2022 City Budget Deputation
Oral Presentation to the City of Toronto's Budget Committee
January 25, 2022
Good afternoon everyone. Thank you for the opportunity to address the committee today.
My name is Sami Pritchard, and I am the Manager of Advocacy at YWCA Toronto, the city’s largest multi-service organization serving women, girls, and gender diverse people.
The more than 13,000 people we serve across the city depend on our services to escape gender-based violence, access safe and affordable housing and emergency shelter, and secure employment.
Many of our programs are funded by the City, a partnership for which we are grateful. We are heartened by commitments such as the HousingTO Action Plan, the creation of a Gender Equity Office, the development of a non-police crisis team, and the embedding of an equity lens in the budget. And we commend the City for the recent implementation of a $4.00 wage top up to emergency shelter workers, recognizing the risk these workers are taking day in and day out to serve our community.
However, our community members are facing multiple challenges that are not fully addressed by the proposed 2022 Budget. We are glad not to see any service cuts but we know that maintaining service levels with piecemeal enhancements does not go far enough to address the systemic inequities along racial, gender and neighborhood lines growing in our city – inequities that have only been heightened by the pandemic for our community members.
While at last there has been a property tax increase, no other new revenue tools have been introduced to address the mounting crisis faced by essential services. As nonprofit operators, many of us are providing essential services at cost, having to fundraise to fill in gaps in government funding. For multiple years we have implored the City to consider new revenue tools. Nearly 50% of the City’s shelters are managing outbreaks in an already precarious system. The $11.6 million in additional SSHA funding does not seem enough to meet the dire need. Neither does the $12 million in funding for a 10-year community safety and well-being plan, especially when contrasted with a police budget of $1 billion every year.
We do not feel the concerns of our program participants – those facing food insecurity, struggling to pay rent, dealing with increased violence and precarity at home and at work, and mounting caregiving responsibilities – are fully reflected in the priorities of this budget. Yes, investments have been made, but do they go far enough and deep enough to address the realities on the ground?
For example, many of our frontline staff, such as cleaners, cooks, child care and shelter workers, rely on public transit to get to and from work. But these workers are not eligible for a TTC discount because funding for phase three of the Fair Pass Discount Program seems to be absent from the budget. We know the City has working poor who would benefit from affordable or even free transit to get into essential services. We expect these people to clean our shelters and work during a pandemic that has exposed them to so much risk, but cannot seem to find an affordable way for them to get to work. This feels wrong.
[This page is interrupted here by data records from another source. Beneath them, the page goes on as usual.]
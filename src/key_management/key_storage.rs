use crate::crypto_error::CryptoError;
use crate::rsa_oaep::r_keygen::{KeyPair, PublicKey, SecretKey};
use num_bigint::BigUint;
use num_integer::Integer;
use num_traits::Num;
use serde::{Deserialize, Serialize};
use std::fs;
use std::io;
use std::path::Path;

// ============================================================================
// Bornes anti-DoS du parsing de clés
//
// Les cinq champs hexadécimaux d'une paire RSA (n, e, d, p, q) sont bornés
// par la plus grande clé admise au chargement : un entier < 2^MAX_MODULUS_BITS
// s'écrit sur MAX_MODULUS_BITS/4 chiffres hex, et BigUint::from_str_radix
// est quadratique en la taille de son entrée. Champ vérifié avant toute
// conversion, taille du fichier vérifiée avant toute lecture : un fichier
// hostile ne coûte jamais plus qu'un stat().
// ============================================================================

/// Plus grand module RSA accepté au chargement (8192 bits)
const MAX_MODULUS_BITS: u64 = 8_192;

/// Longueur maximale d'un champ hexadécimal : un entier < 2^MAX_MODULUS_BITS
const MAX_HEX_FIELD_LEN: usize = (MAX_MODULUS_BITS / 4) as usize;

/// Taille maximale d'un fichier de clés : cinq champs hex bornés plus
/// l'enrobage JSON, arrondi large
const MAX_KEY_FILE_BYTES: u64 = 8 * MAX_HEX_FIELD_LEN as u64;

// ============================================================================
// Structures JSON pour la sérialisation des clés
// ============================================================================

#[derive(Serialize, Deserialize, Debug, Clone)]
pub struct PublicKeyJson {
    pub n: String,
    pub e: String,
}

#[derive(Serialize, Deserialize, Debug, Clone)]
pub struct SecretKeyJson {
    pub d: String,
    pub p: String,
    pub q: String,
}

#[derive(Serialize, Deserialize, Debug, Clone)]
pub struct KeyPairJson {
    pub public_key: PublicKeyJson,
    pub secret_key: SecretKeyJson,
}

// ============================================================================
// Conversion BigUint ↔ hexadécimal
// ============================================================================

pub fn biguint_to_hex(value: &BigUint) -> String {
    value.to_str_radix(16)
}

/// Convertit une string hex en BigUint, longueur bornée avant conversion.
pub fn hex_to_biguint(hex_str: &str) -> Result<BigUint, CryptoError> {
    if hex_str.len() > MAX_HEX_FIELD_LEN {
        return Err(CryptoError::HexFieldTooLong {
            actual: hex_str.len(),
            maximum: MAX_HEX_FIELD_LEN,
        });
    }
    BigUint::from_str_radix(hex_str, 16).map_err(|_| CryptoError::HexParseError)
}

// ============================================================================
// Conversion structures Rust → JSON
// ============================================================================

pub fn public_key_to_json(pk: &PublicKey) -> PublicKeyJson {
    PublicKeyJson {
        n: biguint_to_hex(&pk.n),
        e: biguint_to_hex(&pk.e),
    }
}

pub fn secret_key_to_json(sk: &SecretKey) -> SecretKeyJson {
    SecretKeyJson {
        d: biguint_to_hex(&sk.d),
        p: biguint_to_hex(&sk.p),
        q: biguint_to_hex(&sk.q),
    }
}

pub fn keypair_to_json(kp: &KeyPair) -> KeyPairJson {
    KeyPairJson {
        public_key: public_key_to_json(&kp.public_key),
        secret_key: secret_key_to_json(&kp.secret_key),
    }
}

// ============================================================================
// Conversion JSON → structures Rust
//
// Un fichier de clés est une entrée non fiable : au-delà du parsing, la
// paire rechargée doit encore ressembler à une clé RSA.
// ============================================================================

pub fn json_to_public_key(json: &PublicKeyJson) -> Result<PublicKey, CryptoError> {
    Ok(PublicKey {
        n: hex_to_biguint(&json.n)?,
        e: hex_to_biguint(&json.e)?,
    })
}

pub fn json_to_secret_key(json: &SecretKeyJson) -> Result<SecretKey, CryptoError> {
    Ok(SecretKey {
        d: hex_to_biguint(&json.d)?,
        p: hex_to_biguint(&json.p)?,
        q: hex_to_biguint(&json.q)?,
    })
}

pub fn json_to_keypair(json: &KeyPairJson) -> Result<KeyPair, CryptoError> {
    let public_key = json_to_public_key(&json.public_key)?;
    let secret_key = json_to_secret_key(&json.secret_key)?;

    // Validation structurelle : n doit être le produit des facteurs stockés,
    // l'exposant privé doit vivre sous n, l'exposant public doit être un
    // impair d'au moins 3. Tout écart signale un fichier corrompu ou falsifié.
    if public_key.n != &secret_key.p * &secret_key.q
        || secret_key.d >= public_key.n
        || public_key.e.is_even()
        || public_key.e < BigUint::from(3u32)
    {
        return Err(CryptoError::KeyCoherenceError);
    }

    Ok(KeyPair {
        public_key,
        secret_key,
    })
}

// ============================================================================
// Lecture bornée
//
// La métadonnée est consultée avant d'ouvrir le contenu : un fichier
// au-delà de la borne n'est jamais chargé en mémoire.
// ============================================================================

fn read_bounded(filepath: &str) -> io::Result<String> {
    let meta = fs::metadata(filepath)?;
    if meta.len() > MAX_KEY_FILE_BYTES {
        return Err(io::Error::new(
            io::ErrorKind::InvalidData,
            format!(
                "Fichier de clés de {} octets, borne fixée à {} octets",
                meta.len(),
                MAX_KEY_FILE_BYTES
            ),
        ));
    }
    fs::read_to_string(filepath)
}

// ============================================================================
// Sauvegarde JSON sur disque
// ============================================================================

pub fn save_keypair_json(kp: &KeyPair, filepath: &str) -> io::Result<()> {
    let json = serde_json::to_string_pretty(&keypair_to_json(kp))?;
    fs::write(filepath, json)?;
    Ok(())
}

pub fn save_public_key_json(pk: &PublicKey, filepath: &str) -> io::Result<()> {
    let json = serde_json::to_string_pretty(&public_key_to_json(pk))?;
    fs::write(filepath, json)?;
    Ok(())
}

// ============================================================================
// Chargement JSON depuis disque
// ============================================================================

pub fn load_keypair_json(filepath: &str) -> io::Result<KeyPair> {
    let raw = read_bounded(filepath)?;
    let json: KeyPairJson = serde_json::from_str(&raw)?;
    json_to_keypair(&json).map_err(|e| io::Error::new(io::ErrorKind::InvalidData, e.to_string()))
}

pub fn load_public_key_json(filepath: &str) -> io::Result<PublicKey> {
    let raw = read_bounded(filepath)?;
    let json: PublicKeyJson = serde_json::from_str(&raw)?;
    json_to_public_key(&json)
        .map_err(|e| io::Error::new(io::ErrorKind::InvalidData, e.to_string()))
}

// ============================================================================
// Utilitaires
// ============================================================================

pub fn key_file_exists(filepath: &str) -> bool {
    Path::new(filepath).exists()
}

pub fn ensure_keys_directory(dir_path: &str) -> io::Result<()> {
    if !Path::new(dir_path).exists() {
        fs::create_dir_all(dir_path)?;
    }
    Ok(())
}

// ============================================================================
// Tests unitaires
// ============================================================================
#[cfg(test)]
mod tests {
    use super::*;

    // Paire de clés minuscule, structurellement valide, pour les tests de
    // format (n = 7·11, d < n, e impair)
    fn tiny_keypair() -> KeyPair {
        KeyPair {
            public_key: PublicKey {
                n: BigUint::from(77u32),
                e: BigUint::from(65537u32),
            },
            secret_key: SecretKey {
                d: BigUint::from(13u32),
                p: BigUint::from(7u32),
                q: BigUint::from(11u32),
            },
        }
    }

    #[test]
    fn test_aller_retour_json() {
        let kp = tiny_keypair();
        let json = keypair_to_json(&kp);
        let restored = json_to_keypair(&json).unwrap();
        assert_eq!(restored.public_key.n, kp.public_key.n);
        assert_eq!(restored.public_key.e, kp.public_key.e);
        assert_eq!(restored.secret_key.d, kp.secret_key.d);
    }

    #[test]
    fn test_facteurs_incoherents_refuses() {
        let mut json = keypair_to_json(&tiny_keypair());
        json.secret_key.p = "5".to_string(); // 5*11 != 77
        assert!(matches!(
            json_to_keypair(&json),
            Err(CryptoError::KeyCoherenceError)
        ));
    }

    #[test]
    fn test_exposant_public_pair_refuse() {
        let mut json = keypair_to_json(&tiny_keypair());
        json.public_key.e = "4".to_string();
        assert!(matches!(
            json_to_keypair(&json),
            Err(CryptoError::KeyCoherenceError)
        ));
    }

    #[test]
    fn test_exposant_prive_hors_module_refuse() {
        let mut json = keypair_to_json(&tiny_keypair());
        json.secret_key.d = biguint_to_hex(&BigUint::from(100u32)); // 100 >= 77
        assert!(matches!(
            json_to_keypair(&json),
            Err(CryptoError::KeyCoherenceError)
        ));
    }

    #[test]
    fn test_hex_invalide() {
        assert_eq!(hex_to_biguint("ZZZ"), Err(CryptoError::HexParseError));
    }

    #[test]
    fn test_hex_trop_long() {
        let huge = "f".repeat(MAX_HEX_FIELD_LEN + 1);
        assert!(matches!(
            hex_to_biguint(&huge),
            Err(CryptoError::HexFieldTooLong { .. })
        ));
    }

    #[test]
    fn test_sauvegarde_et_chargement() {
        let kp = tiny_keypair();
        let path = std::env::temp_dir().join("anonpsi_crypto_test_keypair.json");
        let path_str = path.to_str().unwrap();
        save_keypair_json(&kp, path_str).unwrap();
        let loaded = load_keypair_json(path_str).unwrap();
        assert_eq!(loaded.public_key.n, kp.public_key.n);
        fs::remove_file(path).ok();
    }
}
We have more women in our affordable housing programs who are struggling to pay rent than ever before. We are concerned that the level of funding for rent relief initiatives in the budget does not match the level of growing need across the city. We fear that more women will lose their housing and their children, and will have their safety compromised because the City did not intervene in a critical moment of the pandemic to address growing needs. Funding for a Housing Commissioner is still missing from the budget.
The actions taken with this budget will have long-term ramifications. Many strategies, offices, and novel solutions have been explored but the budget allocations for most of these programs seem to fall short of the type of investment needed to make impact and scale up solutions.
We understand the City is facing many fiscal pressures, but we are worried that this proposed budget has taken an old approach to new and growing problems. As you reflect on all of the deputations over these two days, we do hope you will seriously consider enhanced funding measures, new revenue tools for future years, and creatively support improved access to services, in full and equal partnership with community agencies.
Thank you very much for your time.
Sami Pritchard is the Manager of Advocacy at YWCA Toronto.